Tal parece que hay quienes necesitan caer en la desgracia para reconocer sus errores y luchar para corregirlos… y hay otros que ni con eso cambian. En estos tiempos se nos abre una gran área de oportunidad para crecer en muchos aspectos.

En México tenemos todo para ser autosuficientes. De mucho tiempo a acá exportamos materias primas, productos manufacturados en maquiladoras, cerebros notables que aportan sus conocimientos y su ingenio, y gente muy trabajadora y disciplinada.

Necesitamos más cultura —y dicho sea de paso— nos topamos con unas cadenas televisoras que han contaminado con mucha programación basura a un pueblo que vive intoxicado. Los políticos no son los únicos culpables de nuestros problemas.

Aquí cabe una pregunta comprometedora: ¿Los niños que ahora están siendo educados por sus padres, estarán en condiciones de llegar a ser los políticos honrados y comprometidos con el bien común, como todos exigimos a los que actualmente están participando en las esferas de gobierno?

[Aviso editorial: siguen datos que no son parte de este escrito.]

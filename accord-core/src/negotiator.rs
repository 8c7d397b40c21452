//! Negotiation strategies - the competitor plugin surface
//!
//! A `Negotiator` participates in one or more threads of a scenario:
//! the center attaches one context per thread, an edge exactly one.
//! The mechanism service drives it through propose/respond plus the
//! start/end lifecycle; the scheduler never inspects strategy logic.

use std::sync::Arc;

use rand::{Rng, SeedableRng};
use rand_chacha::ChaCha8Rng;
use rustc_hash::FxHashMap;

use crate::outcome::Outcome;
use crate::ufun::UtilityFunction;

/// Response to an incoming offer
#[derive(Clone, Copy, Debug, PartialEq, Eq)]
pub enum Response {
    Accept,
    Reject,
    /// Terminate the thread without agreement
    End,
}

impl Response {
    pub fn as_str(&self) -> &'static str {
        match self {
            Response::Accept => "accept",
            Response::Reject => "reject",
            Response::End => "end",
        }
    }
}

/// Observable state of one negotiation thread
#[derive(Clone, Debug, Default)]
pub struct ThreadState {
    pub step: usize,
    /// Fraction of the step budget consumed, in [0, 1]
    pub relative_time: f64,
    pub current_offer: Option<Outcome>,
    pub agreement: Option<Outcome>,
    pub running: bool,
}

/// Everything a participant knows about one of its threads
#[derive(Clone)]
pub struct ThreadContext {
    /// Thread index within the scenario
    pub index: usize,
    /// Whether the participant negotiates this thread as the center
    pub is_center: bool,
    /// Own scoring function for the thread
    pub ufun: Arc<dyn UtilityFunction>,
    /// Partner's scoring function, present only when sharing is enabled
    pub opponent_ufun: Option<Arc<dyn UtilityFunction>>,
    /// Identifier of the partner on this thread
    pub partner_id: String,
    /// Seed for strategy-local randomness
    pub seed: u64,
}

/// A competitor: proposes and responds on every thread it plays
pub trait Negotiator: Send {
    /// Called once per thread before `init`
    fn attach(&mut self, ctx: ThreadContext);

    /// Called after all threads are attached
    fn init(&mut self) {}

    fn on_negotiation_start(&mut self, _thread: usize, _state: &ThreadState) {}

    fn on_negotiation_end(&mut self, _thread: usize, _state: &ThreadState) {}

    /// Produce an offer for the given thread; `None` ends the thread
    fn propose(&mut self, thread: usize, state: &ThreadState) -> Option<Outcome>;

    /// React to the partner's offer on the given thread
    fn respond(&mut self, thread: usize, state: &ThreadState, offer: &Outcome) -> Response;
}

impl std::fmt::Debug for dyn Negotiator {
    fn fmt(&self, f: &mut std::fmt::Formatter<'_>) -> std::fmt::Result {
        f.write_str("dyn Negotiator")
    }
}

/// Per-thread data of a time-based conceder
struct ConcederThread {
    /// Outcomes ranked best-first by own utility
    ranked: Vec<(Outcome, f64)>,
    reserved: f64,
}

impl ConcederThread {
    fn new(ctx: &ThreadContext) -> Self {
        let mut ranked: Vec<(Outcome, f64)> = ctx
            .ufun
            .outcome_space()
            .map(|space| {
                space
                    .outcomes()
                    .into_iter()
                    .map(|o| {
                        let u = ctx.ufun.eval(Some(&o));
                        (o, u)
                    })
                    .filter(|(_, u)| !u.is_nan())
                    .collect()
            })
            .unwrap_or_default();
        ranked.sort_by(|a, b| b.1.partial_cmp(&a.1).unwrap_or(std::cmp::Ordering::Equal));
        Self {
            ranked,
            reserved: ctx.ufun.reserved_value(),
        }
    }

    /// Aspiration level at relative time `t` for concession exponent `e`
    fn target(&self, t: f64, exponent: f64) -> f64 {
        let (best, worst) = match (self.ranked.first(), self.ranked.last()) {
            (Some(b), Some(w)) => (b.1, w.1),
            _ => return self.reserved,
        };
        let floor = worst.max(self.reserved);
        best - (best - floor) * t.clamp(0.0, 1.0).powf(exponent)
    }
}

/// Time-based conceder: opens at its best outcome and concedes along a
/// `t^e` aspiration curve, accepting any offer at or above the level.
pub struct TimeConceder {
    exponent: f64,
    threads: FxHashMap<usize, ConcederThread>,
}

impl TimeConceder {
    pub fn with_exponent(exponent: f64) -> Self {
        Self {
            exponent,
            threads: FxHashMap::default(),
        }
    }

    /// Concede late (hardheaded)
    pub fn boulware() -> Self {
        Self::with_exponent(4.0)
    }

    /// Concede proportionally to time
    pub fn linear() -> Self {
        Self::with_exponent(1.0)
    }

    /// Concede early
    pub fn conceder() -> Self {
        Self::with_exponent(0.25)
    }
}

impl Negotiator for TimeConceder {
    fn attach(&mut self, ctx: ThreadContext) {
        self.threads.insert(ctx.index, ConcederThread::new(&ctx));
    }

    fn propose(&mut self, thread: usize, state: &ThreadState) -> Option<Outcome> {
        let data = self.threads.get(&thread)?;
        let target = data.target(state.relative_time, self.exponent);
        // best outcome still at or above the aspiration level
        data.ranked
            .iter()
            .take_while(|(_, u)| *u >= target)
            .last()
            .or_else(|| data.ranked.first())
            .map(|(o, _)| o.clone())
    }

    fn respond(&mut self, thread: usize, state: &ThreadState, offer: &Outcome) -> Response {
        let Some(data) = self.threads.get(&thread) else {
            return Response::End;
        };
        let utility = data
            .ranked
            .iter()
            .find(|(o, _)| o == offer)
            .map(|(_, u)| *u)
            .unwrap_or(f64::NAN);
        let target = data.target(state.relative_time, self.exponent);
        if utility >= target.max(data.reserved) {
            Response::Accept
        } else {
            Response::Reject
        }
    }
}

/// Randomly proposing and responding strategy, seeded per thread
pub struct RandomNegotiator {
    p_end: f64,
    p_reject: f64,
    threads: FxHashMap<usize, (ThreadContext, ChaCha8Rng)>,
}

impl RandomNegotiator {
    pub fn new(p_end: f64, p_reject: f64) -> Self {
        Self {
            p_end,
            p_reject,
            threads: FxHashMap::default(),
        }
    }
}

impl Default for RandomNegotiator {
    fn default() -> Self {
        Self::new(0.0005, 0.9)
    }
}

impl Negotiator for RandomNegotiator {
    fn attach(&mut self, ctx: ThreadContext) {
        let rng = ChaCha8Rng::seed_from_u64(ctx.seed);
        self.threads.insert(ctx.index, (ctx, rng));
    }

    fn propose(&mut self, thread: usize, _state: &ThreadState) -> Option<Outcome> {
        let (ctx, rng) = self.threads.get_mut(&thread)?;
        ctx.ufun.outcome_space().and_then(|space| space.sample(rng))
    }

    fn respond(&mut self, thread: usize, _state: &ThreadState, offer: &Outcome) -> Response {
        let Some((ctx, rng)) = self.threads.get_mut(&thread) else {
            return Response::End;
        };
        if rng.gen::<f64>() < self.p_end {
            return Response::End;
        }
        let utility = ctx.ufun.eval(Some(offer));
        if rng.gen::<f64>() < self.p_reject || !(utility >= ctx.ufun.reserved_value()) {
            return Response::Reject;
        }
        Response::Accept
    }
}

#[cfg(test)]
mod tests {
    use super::*;
    use crate::outcome::{Issue, OutcomeSpace};
    use crate::ufun::TableUtility;

    fn graded_ctx(index: usize, seed: u64) -> ThreadContext {
        let space = OutcomeSpace::cartesian(
            "t",
            vec![Issue::new(
                "level",
                vec!["low".into(), "mid".into(), "high".into()],
            )],
        );
        let ufun = Arc::new(
            TableUtility::new(
                space,
                vec![
                    (vec!["low".into()], 0.2),
                    (vec!["mid".into()], 0.5),
                    (vec!["high".into()], 1.0),
                ],
            )
            .with_reserved(0.1),
        );
        ThreadContext {
            index,
            is_center: false,
            ufun,
            opponent_ufun: None,
            partner_id: "p".to_string(),
            seed,
        }
    }

    #[test]
    fn test_conceder_opens_with_best_outcome() {
        let mut agent = TimeConceder::boulware();
        agent.attach(graded_ctx(0, 1));
        let state = ThreadState {
            running: true,
            ..Default::default()
        };
        assert_eq!(agent.propose(0, &state), Some(vec!["high".into()]));
    }

    #[test]
    fn test_conceder_concedes_over_time() {
        let mut agent = TimeConceder::linear();
        agent.attach(graded_ctx(0, 1));
        let late = ThreadState {
            relative_time: 0.99,
            running: true,
            ..Default::default()
        };
        // near the deadline the aspiration is close to the floor
        let offer = agent.propose(0, &late).unwrap();
        assert_eq!(offer, vec!["low".into()]);
    }

    #[test]
    fn test_conceder_accepts_above_aspiration() {
        let mut agent = TimeConceder::linear();
        agent.attach(graded_ctx(0, 1));
        let early = ThreadState {
            running: true,
            ..Default::default()
        };
        assert_eq!(
            agent.respond(0, &early, &vec!["high".into()]),
            Response::Accept
        );
        assert_eq!(
            agent.respond(0, &early, &vec!["low".into()]),
            Response::Reject
        );
    }

    #[test]
    fn test_random_negotiator_is_seed_deterministic() {
        let run = |seed: u64| {
            let mut agent = RandomNegotiator::default();
            agent.attach(graded_ctx(0, seed));
            let state = ThreadState::default();
            (0..10)
                .map(|_| agent.propose(0, &state).unwrap())
                .collect::<Vec<_>>()
        };
        assert_eq!(run(7), run(7));
        assert_ne!(run(7), run(8));
    }
}
//! Scenario - a full multi-thread negotiation problem instance
//!
//! A `Scenario` is immutable: per-thread outcome spaces (owned by the
//! center utility), the center utility itself, and one edge utility per
//! thread. `ScenarioSpec` is the serializable descriptor it is built
//! from when loaded from disk.

use std::sync::Arc;

use serde::{Deserialize, Serialize};

use crate::error::CoreError;
use crate::outcome::{Outcome, OutcomeSpace};
use crate::ufun::{CenterUtility, MaxCenter, MeanStdCenter, TableUtility, UtilityFunction};

/// A full problem instance: center utility plus per-thread edge utilities
#[derive(Clone)]
pub struct Scenario {
    name: String,
    center_ufun: Arc<dyn CenterUtility>,
    edge_ufuns: Vec<Arc<dyn UtilityFunction>>,
}

impl Scenario {
    /// Build a scenario, validating that the thread counts agree.
    pub fn new(
        name: impl Into<String>,
        center_ufun: Arc<dyn CenterUtility>,
        edge_ufuns: Vec<Arc<dyn UtilityFunction>>,
    ) -> Result<Self, CoreError> {
        let n_edges = center_ufun.n_edges();
        if n_edges != edge_ufuns.len() {
            return Err(CoreError::Scenario(format!(
                "center utility covers {n_edges} threads but {} edge utilities were given",
                edge_ufuns.len()
            )));
        }
        if n_edges == 0 {
            return Err(CoreError::Scenario(
                "a scenario needs at least one negotiation thread".to_string(),
            ));
        }
        Ok(Self {
            name: name.into(),
            center_ufun,
            edge_ufuns,
        })
    }

    pub fn name(&self) -> &str {
        &self.name
    }

    /// Number of negotiation threads
    pub fn n_edges(&self) -> usize {
        self.edge_ufuns.len()
    }

    pub fn center_ufun(&self) -> &Arc<dyn CenterUtility> {
        &self.center_ufun
    }

    pub fn edge_ufuns(&self) -> &[Arc<dyn UtilityFunction>] {
        &self.edge_ufuns
    }

    pub fn outcome_spaces(&self) -> &[OutcomeSpace] {
        self.center_ufun.outcome_spaces()
    }
}

impl std::fmt::Debug for Scenario {
    fn fmt(&self, f: &mut std::fmt::Formatter<'_>) -> std::fmt::Result {
        f.debug_struct("Scenario")
            .field("name", &self.name)
            .field("n_edges", &self.edge_ufuns.len())
            .finish_non_exhaustive()
    }
}

/// Serializable utility-function descriptor for a single thread
#[derive(Clone, Debug, PartialEq, Serialize, Deserialize)]
#[serde(tag = "type", rename_all = "snake_case")]
pub enum UfunSpec {
    /// Explicit outcome-to-value table
    Table {
        space: OutcomeSpace,
        entries: Vec<(Outcome, f64)>,
        #[serde(default)]
        reserved_value: f64,
    },
}

impl UfunSpec {
    pub fn space(&self) -> &OutcomeSpace {
        match self {
            UfunSpec::Table { space, .. } => space,
        }
    }

    pub fn build(&self) -> Arc<dyn UtilityFunction> {
        match self {
            UfunSpec::Table {
                space,
                entries,
                reserved_value,
            } => Arc::new(
                TableUtility::new(space.clone(), entries.iter().cloned())
                    .with_reserved(*reserved_value),
            ),
        }
    }
}

/// Serializable center-utility descriptor
#[derive(Clone, Debug, PartialEq, Serialize, Deserialize)]
#[serde(tag = "type", rename_all = "snake_case")]
pub enum CenterUfunSpec {
    /// Maximum over per-thread utilities
    Max {
        ufuns: Vec<UfunSpec>,
        #[serde(default)]
        reserved_value: f64,
    },
    /// Mean plus standard deviation of numeric issue values across threads
    MeanStd { outcome_spaces: Vec<OutcomeSpace> },
}

impl CenterUfunSpec {
    pub fn build(&self) -> Result<Arc<dyn CenterUtility>, CoreError> {
        match self {
            CenterUfunSpec::Max {
                ufuns,
                reserved_value,
            } => {
                let spaces: Vec<OutcomeSpace> = ufuns.iter().map(|u| u.space().clone()).collect();
                let built: Vec<Arc<dyn UtilityFunction>> =
                    ufuns.iter().map(UfunSpec::build).collect();
                Ok(Arc::new(MaxCenter::max(built, spaces, *reserved_value)?))
            }
            CenterUfunSpec::MeanStd { outcome_spaces } => {
                Ok(Arc::new(MeanStdCenter::new(outcome_spaces.clone())))
            }
        }
    }
}

/// Serializable scenario descriptor
#[derive(Clone, Debug, PartialEq, Serialize, Deserialize)]
pub struct ScenarioSpec {
    #[serde(default)]
    pub name: String,
    pub center_ufun: CenterUfunSpec,
    pub edge_ufuns: Vec<UfunSpec>,
}

impl ScenarioSpec {
    pub fn build(&self) -> Result<Scenario, CoreError> {
        Scenario::new(
            self.name.clone(),
            self.center_ufun.build()?,
            self.edge_ufuns.iter().map(UfunSpec::build).collect(),
        )
    }
}

#[cfg(test)]
mod tests {
    use super::*;
    use crate::outcome::Issue;

    fn binary_space(name: &str) -> OutcomeSpace {
        OutcomeSpace::cartesian(
            name,
            vec![Issue::new("accept", vec!["yes".into(), "no".into()])],
        )
    }

    fn table_spec(name: &str) -> UfunSpec {
        UfunSpec::Table {
            space: binary_space(name),
            entries: vec![(vec!["yes".into()], 1.0), (vec!["no".into()], 0.0)],
            reserved_value: 0.0,
        }
    }

    pub(crate) fn two_thread_spec(name: &str) -> ScenarioSpec {
        ScenarioSpec {
            name: name.to_string(),
            center_ufun: CenterUfunSpec::Max {
                ufuns: vec![table_spec("t0"), table_spec("t1")],
                reserved_value: 0.0,
            },
            edge_ufuns: vec![table_spec("t0"), table_spec("t1")],
        }
    }

    #[test]
    fn test_spec_builds_consistent_scenario() {
        let scenario = two_thread_spec("demo").build().unwrap();
        assert_eq!(scenario.name(), "demo");
        assert_eq!(scenario.n_edges(), 2);
        assert_eq!(scenario.outcome_spaces().len(), 2);
        assert_eq!(
            scenario
                .center_ufun()
                .evaluate(&[Some(vec!["yes".into()]), None]),
            1.0
        );
    }

    #[test]
    fn test_scenario_rejects_count_mismatch() {
        let mut spec = two_thread_spec("bad");
        spec.edge_ufuns.pop();
        let err = spec.build().unwrap_err();
        assert!(matches!(err, CoreError::Scenario(_)));
    }

    #[test]
    fn test_spec_serde_round_trip() {
        let spec = two_thread_spec("demo");
        let text = serde_json::to_string(&spec).unwrap();
        let back: ScenarioSpec = serde_json::from_str(&text).unwrap();
        assert_eq!(back, spec);
    }
}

Estoy convencido de que esas actitudes han de fomentarse desde el hogar, y no dentro de los partidos políticos.

Todos sabemos que en algunas empresas se da el fenómeno de la corrupción, por ejemplo, en los departamentos de compras, donde quienes seleccionan a los proveedores les exigen beneficios personales. Es decir, la falta de honestidad no sólo está en los ámbitos políticos.

Nos falta mucha cultura de trabajo en equipo, y de lo que se trata es de jalar parejo, y no cada quien para su lado. Tenemos ejemplos a seguir, como el de Japón y Alemania al terminar la Segunda Guerra Mundial. En Japón se pueden ver los montes convertidos en campos de cultivo gracias al trabajo humano que los convierte en terrazas donde cultivan muchos productos.

La cultura del bien hacer se debe labrar junto a la de la solidaridad. Es fundamental una actitud de colaboración y no la de la zancadilla para hacer tropezar a quienes gobiernan.

Quizás convenga empezar por enseñarles a los niños a no decir: “Cómprame”, sino “cómpranos”, es decir, que piensen en sus hermanos desde pequeños.